Kitty laughed. "Goodness, Joey! Where did you get that idea from?"

"It's one of Louis Wain's cats. Made me think of you."

Kitty leaned forward, wincing, to kiss him on the cheek. Joey straddled the bench and closed in, to spare her the effort. At the last second, he turned his head, but she must have read his mind faster than he could think. Her lips stopped a mere poppyseed away from his own. She smiled and pecked him on the cheek, anyway.

"And then?" she whispered, bringing him back on track. "What happened in America, Joey?"

Joey cleared his throat. "We sailed to China, is what happened. The motherland of opium."

He pulled away. In order to keep speaking, he needed to get her scent out of his nostrils. The putrid odour of his reminiscences imbued him instead.

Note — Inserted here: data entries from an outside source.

//! Raycast placement of props onto the island surface.
//!
//! Each prop spot is an (x, z) pair. A ray is cast straight down from above
//! the island; the first hit gives the prop's resting height. Spots whose ray
//! misses the island entirely fall back to ground level with a warning, so a
//! malformed island never aborts the scene build.

use cgmath::Vector3;

use crate::gfx::raycast::{intersect_object, Ray};
use crate::gfx::scene::object::Object;

/// Height the placement rays start from, safely above the island's top.
pub const DROP_HEIGHT: f32 = 20.0;

/// Resting height used when a ray misses the island.
pub const FALLBACK_HEIGHT: f32 = 0.0;

/// (x, z) spots where grass tufts grow, in island group space.
pub const GRASS_SPOTS: [[f32; 2]; 16] = [
    [10.0, -3.0],
    [9.0, -3.0],
    [7.0, -4.0],
    [6.0, -3.0],
    [8.0, -3.0],
    [6.0, -4.0],
    [10.0, -2.0],
    [6.0, -11.0],
    [9.0, -10.0],
    [5.0, -11.0],
    [8.0, -11.0],
    [5.0, -11.0],
    [7.0, -11.0],
    [-2.0, -9.0],
    [-3.0, -9.0],
    [-4.0, -8.0],
];

/// Where a prop ended up, and whether it actually rests on the surface.
#[derive(Debug, Clone, Copy)]
pub struct Placement {
    pub position: Vector3<f32>,
    pub grounded: bool,
}

/// Resolves each spot to a surface position on the island.
///
/// Returns one placement per spot, in spot order.
pub fn place_on_surface(island: &Object, spots: &[[f32; 2]]) -> Vec<Placement> {
    spots
        .iter()
        .map(|&[x, z]| {
            let ray = Ray::downward(x, DROP_HEIGHT, z);
            let hits = intersect_object(&ray, island);

            match hits.first() {
                Some(hit) => Placement {
                    position: hit.point,
                    grounded: true,
                },
                None => {
                    log::warn!(
                        "placement ray at ({x}, {z}) missed the island, dropping to ground level"
                    );
                    Placement {
                        position: Vector3::new(x, FALLBACK_HEIGHT, z),
                        grounded: false,
                    }
                }
            }
        })
        .collect()
}

#[cfg(test)]
mod tests {
    use super::*;
    use crate::gfx::scene::object::Mesh;

    fn flat_island(height: f32) -> Object {
        let mesh = Mesh::new(
            vec![
                -20.0, height, -20.0, //
                20.0, height, -20.0, //
                20.0, height, 20.0, //
                -20.0, height, 20.0,
            ],
            vec![0.0, 1.0, 0.0].repeat(4),
            vec![0, 2, 1, 0, 3, 2],
        );
        Object::new("island", vec![mesh])
    }

    #[test]
    fn spots_rest_on_a_flat_surface() {
        let island = flat_island(4.0);
        let placements = place_on_surface(&island, &GRASS_SPOTS);

        assert_eq!(placements.len(), GRASS_SPOTS.len());
        for (placement, spot) in placements.iter().zip(GRASS_SPOTS.iter()) {
            assert!(placement.grounded);
            assert!((placement.position.y - 4.0).abs() < 1e-4);
            assert!((placement.position.x - spot[0]).abs() < 1e-4);
            assert!((placement.position.z - spot[1]).abs() < 1e-4);
        }
    }

    #[test]
    fn missing_geometry_falls_back_to_ground_level() {
        let island = Object::new("island", vec![]);
        let placements = place_on_surface(&island, &GRASS_SPOTS);

        for placement in &placements {
            assert!(!placement.grounded);
            assert_eq!(placement.position.y, FALLBACK_HEIGHT);
        }
    }

    #[test]
    fn surface_above_drop_height_is_unreachable() {
        let island = flat_island(DROP_HEIGHT + 5.0);
        let placements = place_on_surface(&island, &[[10.0, -3.0]]);
        assert!(!placements[0].grounded);
    }
}
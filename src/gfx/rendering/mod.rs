//! Rendering engine and pipeline management.

pub mod pipeline_manager;
pub mod render_engine;

pub use pipeline_manager::{PipelineConfig, PipelineManager};
pub use render_engine::RenderEngine;
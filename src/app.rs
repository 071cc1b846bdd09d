use std::sync::Arc;
use std::time::Instant;

use anyhow::Context;
use cgmath::Vector3;
use winit::{
    application::ApplicationHandler,
    dpi::PhysicalSize,
    event::WindowEvent,
    event_loop::{ActiveEventLoop, ControlFlow, EventLoop},
    window::{Window, WindowAttributes},
};

use crate::gfx::{
    camera::{
        camera_controller::CameraController, camera_utils::CameraManager, orbit_camera::OrbitCamera,
    },
    rendering::render_engine::RenderEngine,
    scene::Scene,
};
use crate::gradient::{Debouncer, RecolorController, WIREFRAME_DEBOUNCE};
use crate::island::{BirdFlock, IslandGroup};
use crate::settings::{SceneSettings, SettingsChanges};
use crate::ui::{settings_panel, UiManager};

pub struct SkerryApp {
    event_loop: Option<EventLoop<()>>,
    app_state: AppState,
}

struct AppState {
    window: Option<Arc<Window>>,
    render_engine: Option<RenderEngine>,
    ui_manager: Option<UiManager>,
    scene: Scene,
    settings: SceneSettings,
    recolor: RecolorController,
    wireframe_debounce: Debouncer,
    group: IslandGroup,
    birds: BirdFlock,
    last_frame: Instant,
}

impl SkerryApp {
    /// Create a new application with an empty scene and default settings
    pub fn new() -> Self {
        let event_loop = EventLoop::new().expect("Failed to create event loop");

        let mut camera = OrbitCamera::new(40.0, 0.3, 0.0, Vector3::new(0.0, 0.0, 0.0), 1.0);
        camera.bounds.min_distance = Some(5.0);
        let controller = CameraController::new(0.005, 0.1);

        let camera_manager = CameraManager::new(camera, controller);
        let scene = Scene::new(camera_manager);

        Self {
            event_loop: Some(event_loop),
            app_state: AppState {
                window: None,
                render_engine: None,
                ui_manager: None,
                scene,
                settings: SceneSettings::default(),
                recolor: RecolorController::default(),
                wireframe_debounce: Debouncer::new(WIREFRAME_DEBOUNCE),
                group: IslandGroup::new(),
                birds: BirdFlock::empty(),
                last_frame: Instant::now(),
            },
        }
    }

    /// Mutable access to the scene and its controllers, for setup before `run`
    pub fn world_mut(
        &mut self,
    ) -> (
        &mut Scene,
        &mut RecolorController,
        &mut IslandGroup,
        &mut BirdFlock,
    ) {
        let state = &mut self.app_state;
        (
            &mut state.scene,
            &mut state.recolor,
            &mut state.group,
            &mut state.birds,
        )
    }

    /// Run the application (consumes self and starts the event loop)
    pub fn run(mut self) -> anyhow::Result<()> {
        let event_loop = self
            .event_loop
            .take()
            .context("event loop already consumed")?;
        event_loop.set_control_flow(ControlFlow::Poll);

        event_loop.run_app(&mut self.app_state)?;
        Ok(())
    }
}

impl Default for SkerryApp {
    fn default() -> Self {
        Self::new()
    }
}

impl AppState {
    fn redraw(&mut self) {
        let Some(render_engine) = self.render_engine.as_mut() else {
            return;
        };
        let Some(window) = self.window.as_ref() else {
            return;
        };
        let Some(ui_manager) = self.ui_manager.as_mut() else {
            return;
        };

        let now = Instant::now();
        let dt = (now - self.last_frame).as_secs_f32();
        self.last_frame = now;

        let settings = &mut self.settings;
        let mut changes = SettingsChanges::default();
        ui_manager.update_logic(window, |ui| {
            changes = settings_panel(ui, settings);
        });

        if changes.colors_changed {
            self.recolor.set_mid(settings.island_color);
            self.recolor.set_bottom(settings.bottom_color);
            self.recolor.apply(&mut self.scene);
        }
        if changes.height_changed {
            self.group.set_height(settings.island_height);
        }
        if changes.wireframe_toggled {
            self.wireframe_debounce.arm(now);
        }
        if self.wireframe_debounce.poll(now) {
            self.recolor
                .apply_wireframe(&mut self.scene, settings.wireframe);
        }

        if settings.spin {
            self.group.spin(dt);
        }
        self.group.sync(&mut self.scene);
        self.birds.update(&mut self.scene, dt);

        self.scene.update();
        render_engine.update(self.scene.camera_manager.camera.uniform);
        self.scene.update_all_transforms(render_engine.queue());
        self.scene.flush_dirty_colors(render_engine.queue());

        render_engine.render_frame_with_ui(
            &self.scene,
            |device, queue, encoder, color_attachment| {
                ui_manager.render_display_only(device, queue, encoder, color_attachment);
            },
        );
    }
}

impl ApplicationHandler for AppState {
    fn resumed(&mut self, event_loop: &ActiveEventLoop) {
        if self.window.is_some() {
            return;
        }

        if let Ok(window) = event_loop.create_window(
            WindowAttributes::default()
                .with_title("skerry")
                .with_inner_size(winit::dpi::LogicalSize::new(1200, 800)),
        ) {
            let window_handle = Arc::new(window);
            self.window = Some(window_handle.clone());

            let (width, height) = window_handle.inner_size().into();

            let window_clone = window_handle.clone();
            let renderer = pollster::block_on(async move {
                RenderEngine::new(window_clone, width, height).await
            });

            self.scene
                .camera_manager
                .camera
                .resize_projection(width, height);
            self.scene
                .init_gpu_resources(renderer.device(), renderer.queue());

            let mut ui_manager = UiManager::new(
                renderer.device(),
                renderer.queue(),
                renderer.surface_format(),
                &window_handle,
            );
            ui_manager.update_display_size(width, height);

            self.ui_manager = Some(ui_manager);
            self.render_engine = Some(renderer);
            self.last_frame = Instant::now();
        }
    }

    fn window_event(
        &mut self,
        event_loop: &ActiveEventLoop,
        window_id: winit::window::WindowId,
        event: WindowEvent,
    ) {
        let Some(window) = self.window.as_ref() else {
            return;
        };

        // UI gets first crack at every window event
        if let Some(ui_manager) = self.ui_manager.as_mut() {
            let ui_event: winit::event::Event<()> = winit::event::Event::WindowEvent {
                window_id,
                event: event.clone(),
            };
            if ui_manager.handle_input(window, &ui_event) {
                window.request_redraw();
                return;
            }
        }

        match event {
            WindowEvent::KeyboardInput {
                event: key_event, ..
            } => {
                if matches!(
                    key_event.physical_key,
                    winit::keyboard::PhysicalKey::Code(winit::keyboard::KeyCode::Escape)
                ) {
                    event_loop.exit();
                    return;
                }

                let ui_wants_keyboard = self
                    .ui_manager
                    .as_ref()
                    .is_some_and(|ui| ui.context.io().want_capture_keyboard);
                if !ui_wants_keyboard {
                    self.scene.camera_manager.process_keyboard_event(&key_event);
                }
            }
            WindowEvent::Resized(PhysicalSize { width, height }) => {
                self.scene
                    .camera_manager
                    .camera
                    .resize_projection(width, height);
                if let Some(render_engine) = self.render_engine.as_mut() {
                    render_engine.resize(width, height);
                }
                if let Some(ui_manager) = self.ui_manager.as_mut() {
                    ui_manager.update_display_size(width, height);
                }
            }
            WindowEvent::CloseRequested => {
                event_loop.exit();
            }
            WindowEvent::RedrawRequested => {
                self.redraw();
            }
            _ => (),
        }
    }

    fn device_event(
        &mut self,
        _event_loop: &ActiveEventLoop,
        _device_id: winit::event::DeviceId,
        event: winit::event::DeviceEvent,
    ) {
        let Some(window) = self.window.as_ref() else {
            return;
        };

        if let Some(ui_manager) = self.ui_manager.as_ref() {
            let io = ui_manager.context.io();
            if io.want_capture_mouse || io.want_capture_keyboard {
                return;
            }
        }

        self.scene.camera_manager.process_event(&event, window);
    }

    fn about_to_wait(&mut self, _event_loop: &ActiveEventLoop) {
        if let Some(ref window) = self.window {
            window.request_redraw();
        }
    }
}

"I was foolish. A foolish, cocky landsman. I used more opium than I could afford, safe in the notion that I would soon leave port and never return. Never have to pay my debt. And to all appearances, it worked. So I did it again in San Francisco."

Joey's hands began to quiver of their own accord. Kitty stilled them in her palms.

"But Chinatown knows the white man's despair. His foolhardy conceit. The Tongs have learned to profit from it. And through them, my debt caught up with me. It was the Chinamen who robbed me, to pay off my dues. They didn't find enough. I told them I would get the money, but they knew better than to trust an English sailor. So they sold off my debt to a businessman, who took me away."

He withdrew his hands to wipe at his sniffling nose with his sleeve.

"I don't even know where I was. Middle of nowhere, laying railroad tracks. Working off my debt. Ben and Mo had to track me down. It took a hard bargain to buy my freedom back from the man who owned my debt."

Joey gave a dry chuckle.

"I guess Ben owns me now. And here I am, trying to steal you from him."

Kitty bristled at his remark. "Don't talk like that."

"I owe him my life, Kitty. My life and too much money to ever hope that I could repay him."

"I'm sure Ben does not miss the money," Kitty attempted to comfort him.